I tried to have two callbacks:
function condition_pi(u, t, integrator)
u[1] - π
end
function condition_min_pi(u, t, integrator)
u[1] + π
end
function affect_pi!(integrator)
integrator.u[1] = integrator.u[1] - 2π
end
function affect_min_pi!(integrator)
integrator.u[1] = integrator.u[1] + 2π
end
cb_pi = ContinuousCallback(condition_pi, affect_pi!)
cb_min_pi = ContinuousCallback(condition_min_pi, affect_min_pi!)
cb_set = CallbackSet(cb_pi, cb_min_pi)
This does not work. I think the reason is that when the solution hits x=\pi, it sends it back by -2\pi, which then makes it less than -\pi, and then it wants to send it forward by +2\pi, and there is an infinite loop.
So the question is, how can I implement these boundary conditions?
Seems a lot easier to allow your angles \theta to be arbitrary, write your equations in terms of functions like \sin(\theta) that are insensitive to shifts of 2\pi, and then transform the coordinates modulo 2\pi afterwards if you like (e.g. for plotting solutions).
1 Like
AFAIK, you need to set affect_neg argument to nothing.

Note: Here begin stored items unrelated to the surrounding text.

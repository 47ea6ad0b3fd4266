//! Error types for cleancity-rs
//!
//! Lookup and validation failures are typed so the HTTP layer can map each
//! one to a precise status. Nothing here is retried internally.

use axum::{
    http::StatusCode,
    response::{IntoResponse, Response},
    Json,
};
use serde_json::json;
use thiserror::Error;
use uuid::Uuid;

use crate::classifier::ClassificationError;
use crate::models::ValidationState;

/// Main error type for the record service
#[derive(Debug, Error)]
pub enum Error {
    /// Bad input shape or range, fixable by the caller (400)
    #[error("Invalid observation: {0}")]
    InvalidObservation(String),

    /// Unknown record id (404)
    #[error("Record not found: {0}")]
    NotFound(String),

    /// Record already left `pending`; the earlier decision stands (409)
    #[error("Record {id} already decided ({state})")]
    AlreadyDecided { id: Uuid, state: ValidationState },

    /// Decision action other than approve/reject (400)
    #[error("Invalid action: {0} (expected 'approve' or 'reject')")]
    InvalidAction(String),

    /// Other malformed request input, e.g. a blank decider (400)
    #[error("Invalid input: {0}")]
    InvalidInput(String),

    /// Persistence layer failed; fatal to the current request (503)
    #[error("Storage unavailable: {0}")]
    StorageUnavailable(String),

    /// Classifier failure surfaced directly (ingestion downgrades these)
    #[error(transparent)]
    Classification(#[from] ClassificationError),

    /// Admin token missing or wrong (401)
    #[error("Unauthorized")]
    Unauthorized,
}

impl From<sqlx::Error> for Error {
    fn from(err: sqlx::Error) -> Self {
        Error::StorageUnavailable(err.to_string())
    }
}

impl From<std::io::Error> for Error {
    fn from(err: std::io::Error) -> Self {
        Error::StorageUnavailable(err.to_string())
    }
}

impl From<cleancity_common::Error> for Error {
    fn from(err: cleancity_common::Error) -> Self {
        Error::StorageUnavailable(err.to_string())
    }
}

impl Error {
    fn status_and_code(&self) -> (StatusCode, &'static str) {
        match self {
            Error::InvalidObservation(_) => (StatusCode::BAD_REQUEST, "INVALID_OBSERVATION"),
            Error::NotFound(_) => (StatusCode::NOT_FOUND, "NOT_FOUND"),
            Error::AlreadyDecided { .. } => (StatusCode::CONFLICT, "ALREADY_DECIDED"),
            Error::InvalidAction(_) => (StatusCode::BAD_REQUEST, "INVALID_ACTION"),
            Error::InvalidInput(_) => (StatusCode::BAD_REQUEST, "INVALID_INPUT"),
            Error::StorageUnavailable(_) => (StatusCode::SERVICE_UNAVAILABLE, "STORAGE_UNAVAILABLE"),
            Error::Classification(ClassificationError::Unavailable) => {
                (StatusCode::SERVICE_UNAVAILABLE, "CLASSIFICATION_UNAVAILABLE")
            }
            Error::Classification(ClassificationError::Failed(_)) => {
                (StatusCode::UNPROCESSABLE_ENTITY, "CLASSIFICATION_FAILED")
            }
            Error::Unauthorized => (StatusCode::UNAUTHORIZED, "UNAUTHORIZED"),
        }
    }
}

impl IntoResponse for Error {
    fn into_response(self) -> Response {
        let (status, code) = self.status_and_code();

        if status.is_server_error() {
            tracing::error!(error = %self, "Request failed");
        }

        let body = Json(json!({
            "error": {
                "code": code,
                "message": self.to_string(),
            }
        }));

        (status, body).into_response()
    }
}

/// Convenience Result type using the record service Error
pub type Result<T> = std::result::Result<T, Error>;
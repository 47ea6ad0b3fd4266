//! Health check endpoint

use axum::{extract::State, routing::get, Json, Router};
use chrono::Utc;
use serde::Serialize;

use crate::AppState;

#[derive(Debug, Serialize)]
pub struct HealthResponse {
    /// "ok", or "degraded" while the classifier is not loaded
    pub status: String,
    pub module: String,
    pub version: String,
    pub uptime_seconds: u64,
    pub classifier_ready: bool,
}

/// GET /health
pub async fn health_check(State(state): State<AppState>) -> Json<HealthResponse> {
    let uptime = Utc::now().signed_duration_since(state.startup_time);
    let classifier_ready = state.gateway.is_ready();

    Json(HealthResponse {
        status: if classifier_ready { "ok" } else { "degraded" }.to_string(),
        module: "cleancity-rs".to_string(),
        version: env!("CARGO_PKG_VERSION").to_string(),
        uptime_seconds: uptime.num_seconds().max(0) as u64,
        classifier_ready,
    })
}

pub fn health_routes() -> axum::Router<AppState> {
    Router::new().route("/health", get(health_check))
}
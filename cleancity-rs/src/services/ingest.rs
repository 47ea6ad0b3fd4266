//! Ingestion path
//!
//! Validate → store image → classify → create record. Classification
//! failures never block ingestion: the record is created with the sentinel
//! label so the location and contributor data are kept. If the record cannot
//! be created, the stored image is removed again.

use std::sync::Arc;
use tracing::{info, warn};

use crate::classifier::ClassificationGateway;
use crate::error::{Error, Result};
use crate::models::{validate_location, NewObservation, ObservationRecord};
use crate::services::ImageStore;
use crate::store::RecordStore;

/// Upload as received from the boundary
#[derive(Debug, Clone)]
pub struct IngestRequest {
    pub contributor_id: String,
    pub image: Vec<u8>,
    pub lat: f64,
    pub lng: f64,
}

#[derive(Clone)]
pub struct IngestionService {
    gateway: Arc<ClassificationGateway>,
    images: ImageStore,
    store: RecordStore,
}

impl IngestionService {
    pub fn new(gateway: Arc<ClassificationGateway>, images: ImageStore, store: RecordStore) -> Self {
        Self { gateway, images, store }
    }

    pub async fn ingest(&self, request: IngestRequest) -> Result<ObservationRecord> {
        if request.contributor_id.trim().is_empty() {
            return Err(Error::InvalidObservation("contributor_id is required".to_string()));
        }
        if request.image.is_empty() {
            return Err(Error::InvalidObservation("image is required".to_string()));
        }
        validate_location(request.lat, request.lng)?;

        let image_ref = self.images.save(&request.image).await?;
        let classification = self.gateway.classify_or_sentinel(request.image).await;

        let new = NewObservation {
            contributor_id: request.contributor_id,
            label: classification.label,
            confidence: classification.confidence,
            lat: request.lat,
            lng: request.lng,
            image_ref: image_ref.clone(),
        };

        match self.store.create(new).await {
            Ok(record) => {
                info!(
                    record_id = %record.id,
                    label = %record.label,
                    confidence = record.confidence,
                    "Upload ingested"
                );
                Ok(record)
            }
            Err(e) => {
                warn!(error = %e, image_ref = %image_ref, "Record creation failed, removing image");
                if let Err(cleanup) = self.images.remove(&image_ref).await {
                    warn!(error = %cleanup, "Orphaned image left behind");
                }
                Err(e)
            }
        }
    }
}
//! Leaderboard and hotspot algorithms
//!
//! Pure functions over a snapshot of approved records. Both group with a hash
//! map and then sort on a total order, so the output depends only on the
//! multiset of input points and never on their order.

use std::collections::HashMap;

use crate::models::{ApprovedPoint, HotspotBin, LeaderboardEntry};

/// Count approved records per contributor
///
/// Sorted by count descending, then contributor id ascending; at most `limit`.
pub fn leaderboard(points: &[ApprovedPoint], limit: usize) -> Vec<LeaderboardEntry> {
    let mut counts: HashMap<&str, u64> = HashMap::new();
    for point in points {
        *counts.entry(point.contributor_id.as_str()).or_insert(0) += 1;
    }

    let mut entries: Vec<LeaderboardEntry> = counts
        .into_iter()
        .map(|(contributor_id, total_points)| LeaderboardEntry {
            contributor_id: contributor_id.to_string(),
            total_points,
        })
        .collect();

    entries.sort_by(|a, b| {
        b.total_points
            .cmp(&a.total_points)
            .then_with(|| a.contributor_id.cmp(&b.contributor_id))
    });
    entries.truncate(limit);
    entries
}

/// Integer grid index of a coordinate at `precision` decimal places
///
/// Rounds half away from zero (`f64::round`) on `coord * 10^precision`.
/// Bins are keyed by this index rather than by the rounded float, so two
/// coordinates land in the same bin exactly when their indices are equal.
pub fn grid_index(coord: f64, precision: u32) -> i64 {
    (coord * scale(precision)).round() as i64
}

fn scale(precision: u32) -> f64 {
    10f64.powi(precision as i32)
}

/// Snap approved records to a grid and count records per cell
///
/// Sorted by count descending, then (lat, lng) ascending; at most `limit`.
pub fn hotspots(points: &[ApprovedPoint], precision: u32, limit: usize) -> Vec<HotspotBin> {
    let mut bins: HashMap<(i64, i64), u64> = HashMap::new();
    for point in points {
        let key = (grid_index(point.lat, precision), grid_index(point.lng, precision));
        *bins.entry(key).or_insert(0) += 1;
    }

    let mut ranked: Vec<((i64, i64), u64)> = bins.into_iter().collect();
    ranked.sort_by(|(key_a, count_a), (key_b, count_b)| {
        count_b.cmp(count_a).then_with(|| key_a.cmp(key_b))
    });
    ranked.truncate(limit);

    let s = scale(precision);
    ranked
        .into_iter()
        .map(|((lat_idx, lng_idx), count)| HotspotBin {
            lat: lat_idx as f64 / s,
            lng: lng_idx as f64 / s,
            count,
        })
        .collect()
}
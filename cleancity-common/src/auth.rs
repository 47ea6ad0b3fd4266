//! Admin token verification
//!
//! Pure functions only; the HTTP middleware lives in the service crate.
//! Tokens are compared as SHA-256 digests so the comparison time does not
//! depend on how many leading bytes of the raw token match.

use sha2::{Digest, Sha256};

/// Check a presented token against the configured one
///
/// `expected = None` means admin auth is disabled and every request passes.
pub fn admin_token_matches(provided: Option<&str>, expected: Option<&str>) -> bool {
    let Some(expected) = expected else {
        return true;
    };
    let Some(provided) = provided else {
        return false;
    };

    let a = Sha256::digest(provided.as_bytes());
    let b = Sha256::digest(expected.as_bytes());
    a.iter().zip(b.iter()).fold(0u8, |acc, (x, y)| acc | (x ^ y)) == 0
}
//! Services built on the Record Store

pub mod export;
pub mod image_store;
pub mod ingest;

pub use export::ExportProducer;
pub use image_store::ImageStore;
pub use ingest::{IngestRequest, IngestionService};
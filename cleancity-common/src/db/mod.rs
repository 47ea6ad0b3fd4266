//! Database initialization and schema

pub mod init;

pub use init::*;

I know. But I have other reasons that I want the coordinate to be between (-\pi, \pi). I have some functions that cannot be defined beyond this range.
What is affect_neg? I couldn’t find it in the documentation.
If you can change your calculation domain to go from [0, 2π) instead, then you can simply do
u -> mod(u[1], 2π)
This would be a pain for me since I have some other complicated functions that are defined for the range (-\pi, \pi).
Callbacks have both increasing and decreasing crossing affects. You don’t want negative crossing. By default, they are both set to the same affect.
Would this be numerically accurate enough for your usecase?
u -> mod(u[1] + π, 2π) - π
Could you elaborate? I don’t understand what you mean.
Nice idea!
I will try, though I need very good numerical accuracy.
Thanks!
That actually works:
Here is the code:
function affect_pi!(integrator)
integrator.u[1] = integrator.u[1] - 2π
end
function affect_pi_neg!(integrator)
integrator.u[1] = integrator.u[1]
end
function affect_min_pi!(integrator)
integrator.u[1] = integrator.u[1]
end
function affect_min_pi_neg!(integrator)
integrator.u[1] = integrator.u[1] + 2π
end
cb_pi = ContinuousCallback(condition_pi, affect_pi!, affect_pi_neg!)
cb_min_pi = ContinuousCallback(condition_min_pi, affect_min_pi!, affect_min_pi_neg!)
Why not just call ũ = mod2pi(u[1] + π) - π before calling those functions? Why does the ODE solver have to know that you are interpreting a coordinate cyclically?
2 Likes
That’s also a nice idea. I tested this, but it works less well than using the callback. Perhaps it’s an issue of the numerical accuracy of mod?
I am using ArbFloat to solve to try to achieve good accuracy.